Maximilian Arnold (born 27 May 1994) is a German professional footballer who plays as a midfielder for Bundesliga club VfL Wolfsburg and the Germany national team.

An academy graduate of Wolfsburg, Arnold became the club's youngest ever debutant in 2011 and has since made over 300 league appearances for the club.

Club career

VfL Wolfsburg

Youth and early Wolfsburg career
Born in Riesa, Germany, Arnold represented local sides BSV Strehla and SC Riesa during his formative years. In 2006, at the age of 12, he left Riesa to join the academy of Dynamo Dresden where he spent the next four years before signing for VfL Wolfsburg. During his time with Wolfsburg's youth sides he helped the club to two German U-19 championships; in 2009 and 2011.

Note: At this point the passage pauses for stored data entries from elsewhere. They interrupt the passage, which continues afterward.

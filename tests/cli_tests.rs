//! End-to-end runs of the `scry` binary.

use serde_json::{Value, json};
use std::path::{Path, PathBuf};
use std::process::{Command, Output};

fn write_file(dir: &Path, name: &str, contents: &str) -> PathBuf {
    let path = dir.join(name);
    std::fs::write(&path, contents).expect("failed to write test file");
    path
}

fn run(args: &[&str]) -> Output {
    Command::new(env!("CARGO_BIN_EXE_scry"))
        .args(args)
        .env_remove("SCRY_LOG")
        .env_remove("RUST_LOG")
        .output()
        .expect("failed to run scry")
}

/// `const doubled = [1, 2].map(n => n * 2); typo;`
fn program() -> String {
    let n = json!({ "type": "Identifier", "name": "n" });
    json!({
        "type": "Program",
        "start": 0,
        "end": 60,
        "body": [
            {
                "type": "VariableDeclaration",
                "kind": "const",
                "declarations": [{
                    "type": "VariableDeclarator",
                    "id": { "type": "Identifier", "name": "doubled" },
                    "init": {
                        "type": "CallExpression",
                        "callee": {
                            "type": "MemberExpression",
                            "object": {
                                "type": "ArrayExpression",
                                "elements": [
                                    { "type": "Literal", "value": 1, "raw": "1" },
                                    { "type": "Literal", "value": 2, "raw": "2" }
                                ]
                            },
                            "property": { "type": "Identifier", "name": "map" },
                            "computed": false
                        },
                        "arguments": [{
                            "type": "ArrowFunctionExpression",
                            "expression": true,
                            "params": [n],
                            "body": {
                                "type": "BinaryExpression",
                                "operator": "*",
                                "left": n,
                                "right": { "type": "Literal", "value": 2, "raw": "2" }
                            }
                        }]
                    }
                }]
            },
            {
                "type": "ExpressionStatement",
                "expression": { "type": "Identifier", "name": "typo", "start": 40, "end": 44 }
            }
        ]
    })
    .to_string()
}

fn stdout_json(output: &Output) -> Value {
    serde_json::from_slice(&output.stdout).expect("stdout should be JSON")
}

#[test]
fn json_output_lists_types_and_diagnostics() {
    let temp = tempfile::tempdir().expect("temp dir");
    let input = write_file(temp.path(), "program.json", &program());

    let output = run(&[input.to_str().expect("utf-8 path"), "--format", "json"]);
    assert!(output.status.success(), "{}", String::from_utf8_lossy(&output.stderr));

    let report = stdout_json(&output);
    assert_eq!(report["symbols"], json!([{ "name": "doubled", "type": "number[]" }]));
    assert_eq!(report["diagnostics"][0]["code"], json!(2304));
    assert_eq!(report["diagnostics"][0]["start"], json!(40));
}

#[test]
fn config_beside_input_is_applied() {
    let temp = tempfile::tempdir().expect("temp dir");
    let input = write_file(temp.path(), "program.json", &program());
    write_file(
        temp.path(),
        "scry.json",
        r#"{
          // quiet and machine-readable
          "checker": { "reportUnresolved": "false" },
          "output": { "format": "json" },
        }"#,
    );

    let output = run(&[input.to_str().expect("utf-8 path")]);
    assert!(output.status.success());
    let report = stdout_json(&output);
    assert_eq!(report["diagnostics"], json!([]));
}

#[test]
fn text_output_without_color() {
    let temp = tempfile::tempdir().expect("temp dir");
    let input = write_file(temp.path(), "program.json", &program());

    let output = run(&[input.to_str().expect("utf-8 path"), "--no-color", "--symbol", "doubled"]);
    assert!(output.status.success());
    let stdout = String::from_utf8_lossy(&output.stdout);
    assert!(stdout.contains("  doubled: number[]"), "{stdout}");
    assert!(stdout.contains("warning SC2304: Cannot find name 'typo'."), "{stdout}");
}

#[test]
fn non_program_root_exits_with_failure() {
    let temp = tempfile::tempdir().expect("temp dir");
    let input = write_file(temp.path(), "expr.json", r#"{ "type": "Identifier", "name": "x" }"#);

    let output = run(&[input.to_str().expect("utf-8 path"), "--format", "json"]);
    assert_eq!(output.status.code(), Some(1));
    assert_eq!(stdout_json(&output)["success"], json!(false));
}

#[test]
fn missing_input_reports_error() {
    let temp = tempfile::tempdir().expect("temp dir");
    let missing = temp.path().join("absent.json");

    let output = run(&[missing.to_str().expect("utf-8 path")]);
    assert!(!output.status.success());
    let stderr = String::from_utf8_lossy(&output.stderr);
    assert!(stderr.contains("failed to read input"), "{stderr}");
}
//! ESTree node definitions.
//!
//! Every node carries `start`/`end` byte offsets. Field names follow the
//! ESTree JSON shape (camelCase), so acorn output deserializes directly.

use crate::syntax_kind::SyntaxKind;
use scry_common::TextRange;
use serde::Deserialize;
use serde::de::IgnoredAny;

/// A syntax tree node, tagged by its ESTree `type`.
#[derive(Debug, Clone, Deserialize)]
#[serde(tag = "type")]
pub enum Node {
    Program(Program),

    // Declarations and statements
    VariableDeclaration(VariableDeclaration),
    FunctionDeclaration(Function),
    ClassDeclaration(Class),
    ReturnStatement(ReturnStatement),
    BlockStatement(BlockStatement),
    ExpressionStatement(ExpressionStatement),
    IfStatement(IfStatement),
    ForStatement(ForStatement),
    ForInStatement(ForEachStatement),
    ForOfStatement(ForEachStatement),
    WhileStatement(WhileStatement),
    DoWhileStatement(WhileStatement),
    TryStatement(TryStatement),
    SwitchStatement(SwitchStatement),
    ThrowStatement(ThrowStatement),
    LabeledStatement(LabeledStatement),
    BreakStatement(Marker),
    ContinueStatement(Marker),
    EmptyStatement(Marker),
    DebuggerStatement(Marker),

    // Expressions
    Identifier(Identifier),
    Literal(Literal),
    TemplateLiteral(TemplateLiteral),
    TemplateElement(Marker),
    ArrayExpression(ArrayExpression),
    ObjectExpression(ObjectExpression),
    Property(Property),
    FunctionExpression(Function),
    ArrowFunctionExpression(Function),
    ClassExpression(Class),
    CallExpression(CallExpression),
    NewExpression(CallExpression),
    MemberExpression(MemberExpression),
    BinaryExpression(BinaryExpression),
    LogicalExpression(BinaryExpression),
    UnaryExpression(UnaryExpression),
    UpdateExpression(UnaryExpression),
    AssignmentExpression(AssignmentExpression),
    ConditionalExpression(ConditionalExpression),
    SequenceExpression(SequenceExpression),
    AwaitExpression(AwaitExpression),
    YieldExpression(YieldExpression),
    SpreadElement(SpreadElement),
    ChainExpression(ChainExpression),
    ThisExpression(Marker),
    Super(Marker),

    // Class members
    MethodDefinition(MethodDefinition),
    PropertyDefinition(PropertyDefinition),

    // Patterns
    ObjectPattern(ObjectPattern),
    ArrayPattern(ArrayPattern),
    AssignmentPattern(AssignmentPattern),
    RestElement(SpreadElement),

    /// Any node type the engine does not model.
    #[serde(other)]
    Unknown,
}

/// Span-only payload for nodes without children.
#[derive(Debug, Clone, Default, Deserialize)]
pub struct Marker {
    #[serde(default)]
    pub start: u32,
    #[serde(default)]
    pub end: u32,
}

#[derive(Debug, Clone, Default, Deserialize)]
#[serde(rename_all = "camelCase")]
pub struct Program {
    #[serde(default)]
    pub start: u32,
    #[serde(default)]
    pub end: u32,
    #[serde(default)]
    pub body: Vec<Node>,
    #[serde(default)]
    pub source_type: Option<String>,
}

#[derive(Debug, Clone, Copy, PartialEq, Eq, Deserialize)]
#[serde(rename_all = "lowercase")]
pub enum VariableKind {
    Var,
    Let,
    Const,
}
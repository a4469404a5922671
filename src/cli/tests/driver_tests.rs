use serde_json::{Value, json};

use super::driver::{Report, Request, analyze_file, analyze_source};
use scry_checker::CheckerOptions;

fn ident(name: &str) -> Value {
    json!({ "type": "Identifier", "name": name })
}

fn number(value: f64) -> Value {
    json!({ "type": "Literal", "value": value, "raw": value.to_string() })
}

fn const_decl(name: &str, init: Value) -> Value {
    json!({
        "type": "VariableDeclaration",
        "kind": "const",
        "declarations": [{ "type": "VariableDeclarator", "id": ident(name), "init": init }]
    })
}

fn class_decl(name: &str, super_class: Option<&str>, methods: Vec<(&str, Value)>) -> Value {
    let body: Vec<Value> = methods
        .into_iter()
        .map(|(key, returned)| {
            json!({
                "type": "MethodDefinition",
                "kind": "method",
                "static": false,
                "computed": false,
                "key": ident(key),
                "value": {
                    "type": "FunctionExpression",
                    "params": [],
                    "body": {
                        "type": "BlockStatement",
                        "body": [{ "type": "ReturnStatement", "argument": returned }]
                    }
                }
            })
        })
        .collect();
    json!({
        "type": "ClassDeclaration",
        "id": ident(name),
        "superClass": super_class.map(ident),
        "body": { "type": "ClassBody", "body": body }
    })
}

/// ```js
/// class Animal { speak() { return "..."; } }
/// class Dog extends Animal { bark() { return 1; } }
/// const rex = new Dog();
/// const total = [1, 2, 3].reduce((acc, x) => acc + x, 0);
/// missing;
/// ```
fn sample_program() -> String {
    let reduce = json!({
        "type": "CallExpression",
        "callee": {
            "type": "MemberExpression",
            "object": { "type": "ArrayExpression", "elements": [number(1.0), number(2.0), number(3.0)] },
            "property": ident("reduce"),
            "computed": false
        },
        "arguments": [
            {
                "type": "ArrowFunctionExpression",
                "expression": true,
                "params": [ident("acc"), ident("x")],
                "body": { "type": "BinaryExpression", "operator": "+", "left": ident("acc"), "right": ident("x") }
            },
            number(0.0)
        ]
    });
    let program = json!({
        "type": "Program",
        "start": 0,
        "end": 500,
        "body": [
            class_decl("Animal", None, vec![("speak", json!({ "type": "Literal", "value": "...", "raw": "'...'" }))]),
            class_decl("Dog", Some("Animal"), vec![("bark", number(1.0))]),
            const_decl("rex", json!({ "type": "NewExpression", "callee": ident("Dog"), "arguments": [] })),
            const_decl("total", reduce),
            { "type": "ExpressionStatement", "expression": { "type": "Identifier", "name": "missing", "start": 300, "end": 307 } }
        ]
    });
    program.to_string()
}

fn symbol_type<'r>(report: &'r Report, name: &str) -> Option<&'r str> {
    report
        .symbols
        .iter()
        .find(|symbol| symbol.name == name)
        .and_then(|symbol| symbol.type_text.as_deref())
}

#[test]
fn reports_top_level_symbols_and_classes() {
    let report = analyze_source(&sample_program(), &CheckerOptions::default(), &Request::default())
        .expect("analysis should run");

    assert!(report.success);
    assert_eq!(symbol_type(&report, "rex"), Some("Dog"));
    assert_eq!(symbol_type(&report, "total"), Some("number"));
    assert_eq!(symbol_type(&report, "Dog"), Some("typeof Dog"));

    let names: Vec<&str> = report.classes.iter().map(|class| class.name.as_str()).collect();
    assert_eq!(names, vec!["Animal", "Dog"]);
    assert_eq!(report.classes[1].super_class.as_deref(), Some("Animal"));
    assert!(report.completions.is_none());
}

#[test]
fn reports_unresolved_names_unless_disabled() {
    let report = analyze_source(&sample_program(), &CheckerOptions::default(), &Request::default())
        .expect("analysis should run");
    assert_eq!(report.diagnostics.len(), 1);
    assert_eq!(report.diagnostics[0].code, 2304);
    assert_eq!(report.diagnostics[0].start, 300);
    assert_eq!(report.diagnostics[0].length, 7);

    let quiet = CheckerOptions {
        report_unresolved: false,
        ..CheckerOptions::default()
    };
    let report = analyze_source(&sample_program(), &quiet, &Request::default())
        .expect("analysis should run");
    assert!(report.diagnostics.is_empty());
}

#[test]
fn requested_symbols_keep_order_and_mark_missing() {
    let request = Request {
        symbols: vec!["total".into(), "nope".into(), "rex".into()],
        ..Request::default()
    };
    let report = analyze_source(&sample_program(), &CheckerOptions::default(), &request)
        .expect("analysis should run");

    let names: Vec<&str> = report.symbols.iter().map(|symbol| symbol.name.as_str()).collect();
    assert_eq!(names, vec!["total", "nope", "rex"]);
    assert_eq!(report.symbols[1].type_text, None);
}

#[test]
fn lists_completions_at_offset() {
    let request = Request {
        completions_at: Some(0),
        prefix: "tot".into(),
        ..Request::default()
    };
    let report = analyze_source(&sample_program(), &CheckerOptions::default(), &request)
        .expect("analysis should run");

    let completions = report.completions.expect("completions requested");
    assert_eq!(completions.len(), 1);
    assert_eq!(completions[0].label, "total");
    assert_eq!(completions[0].detail, "number");
}

#[test]
fn serialises_report_as_camel_case_json() {
    let request = Request {
        symbols: vec!["nope".into()],
        ..Request::default()
    };
    let report = analyze_source(&sample_program(), &CheckerOptions::default(), &request)
        .expect("analysis should run");
    let value = serde_json::to_value(&report).expect("serialize");

    assert_eq!(value["success"], json!(true));
    assert_eq!(value["symbols"][0], json!({ "name": "nope", "type": null }));
    assert_eq!(value["classes"][1]["superClass"], json!("Animal"));
    assert_eq!(value["diagnostics"][0]["messageText"], json!("Cannot find name 'missing'."));
    assert!(value.get("completions").is_none());
}

#[test]
fn non_program_root_is_unsuccessful() {
    let report = analyze_source(
        &ident("x").to_string(),
        &CheckerOptions::default(),
        &Request::default(),
    )
    .expect("analysis should run");
    assert!(!report.success);
    assert_eq!(report.diagnostics[0].code, 1000);
}

#[test]
fn invalid_json_is_an_error() {
    let err = analyze_source("{ \"type\": ", &CheckerOptions::default(), &Request::default())
        .expect_err("should fail");
    assert!(err.to_string().contains("not a valid ESTree JSON document"));
}

#[test]
fn analyze_file_reads_from_disk() {
    let temp = tempfile::tempdir().expect("temp dir");
    let path = temp.path().join("program.json");
    std::fs::write(&path, sample_program()).expect("write input");

    let report = analyze_file(&path, &CheckerOptions::default(), &Request::default())
        .expect("analysis should run");
    assert_eq!(symbol_type(&report, "rex"), Some("Dog"));

    let err = analyze_file(&temp.path().join("absent.json"), &CheckerOptions::default(), &Request::default())
        .expect_err("missing file");
    assert!(err.to_string().contains("failed to read input"));
}
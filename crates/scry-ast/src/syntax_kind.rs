//! Closed set of node kinds the engine distinguishes.

#[derive(Copy, Clone, Debug, PartialEq, Eq, Hash)]
pub enum SyntaxKind {
    Program,
    VariableDeclaration,
    FunctionDeclaration,
    ClassDeclaration,
    ReturnStatement,
    BlockStatement,
    ExpressionStatement,
    IfStatement,
    ForStatement,
    ForInStatement,
    ForOfStatement,
    WhileStatement,
    DoWhileStatement,
    TryStatement,
    SwitchStatement,
    ThrowStatement,
    LabeledStatement,
    BreakStatement,
    ContinueStatement,
    EmptyStatement,
    DebuggerStatement,
    Identifier,
    Literal,
    TemplateLiteral,
    TemplateElement,
    ArrayExpression,
    ObjectExpression,
    Property,
    FunctionExpression,
    ArrowFunction,
    ClassExpression,
    CallExpression,
    NewExpression,
    MemberExpression,
    BinaryExpression,
    LogicalExpression,
    UnaryExpression,
    UpdateExpression,
    AssignmentExpression,
    ConditionalExpression,
    SequenceExpression,
    AwaitExpression,
    YieldExpression,
    SpreadElement,
    ChainExpression,
    ThisExpression,
    Super,
    MethodDefinition,
    PropertyDefinition,
    ObjectPattern,
    ArrayPattern,
    AssignmentPattern,
    RestElement,
    Unknown,
}

impl SyntaxKind {
    /// Nodes that introduce their own function body (and their own `return` target).
    pub const fn is_function_like(self) -> bool {
        matches!(
            self,
            SyntaxKind::FunctionDeclaration
                | SyntaxKind::FunctionExpression
                | SyntaxKind::ArrowFunction
                | SyntaxKind::MethodDefinition
        )
    }

    pub const fn is_class_like(self) -> bool {
        matches!(
            self,
            SyntaxKind::ClassDeclaration | SyntaxKind::ClassExpression
        )
    }

    /// Statements whose bodies may contain `return` statements of the
    /// enclosing function.
    pub const fn is_statement(self) -> bool {
        matches!(
            self,
            SyntaxKind::VariableDeclaration
                | SyntaxKind::FunctionDeclaration
                | SyntaxKind::ClassDeclaration
                | SyntaxKind::ReturnStatement
                | SyntaxKind::BlockStatement
                | SyntaxKind::ExpressionStatement
                | SyntaxKind::IfStatement
                | SyntaxKind::ForStatement
                | SyntaxKind::ForInStatement
                | SyntaxKind::ForOfStatement
                | SyntaxKind::WhileStatement
                | SyntaxKind::DoWhileStatement
                | SyntaxKind::TryStatement
                | SyntaxKind::SwitchStatement
                | SyntaxKind::ThrowStatement
                | SyntaxKind::LabeledStatement
                | SyntaxKind::BreakStatement
                | SyntaxKind::ContinueStatement
                | SyntaxKind::EmptyStatement
                | SyntaxKind::DebuggerStatement
        )
    }

    pub const fn is_pattern(self) -> bool {
        matches!(
            self,
            SyntaxKind::Identifier
                | SyntaxKind::ObjectPattern
                | SyntaxKind::ArrayPattern
                | SyntaxKind::AssignmentPattern
                | SyntaxKind::RestElement
        )
    }
}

Arnold was handed his first-team debut by Felix Magath on 26 November 2011 when he was brought on as a late substitute in a 2–0 loss at FC Augsburg. Upon appearing he became the club's youngest ever debutant at the age of 17 years, five months and 30 days. He spent the majority of the season with the U-19 side, however, and made only one further senior appearance for the remainder of the campaign.

After continuing to impress at youth level, Arnold returned to the first team in 2013 under new manager Dieter Hecking. On 13 April, he scored his first professional goal in a 2–2 home draw against 1899 Hoffenheim. In doing so, he also became the club's youngest ever goalscorer. He scored again the following week in a 3–0 victory over Werder Bremen which helped end a streak of five matches without a win for Wolfsburg. Following a run of two goals in six matches, Arnold signed an extended four-year contract with the club.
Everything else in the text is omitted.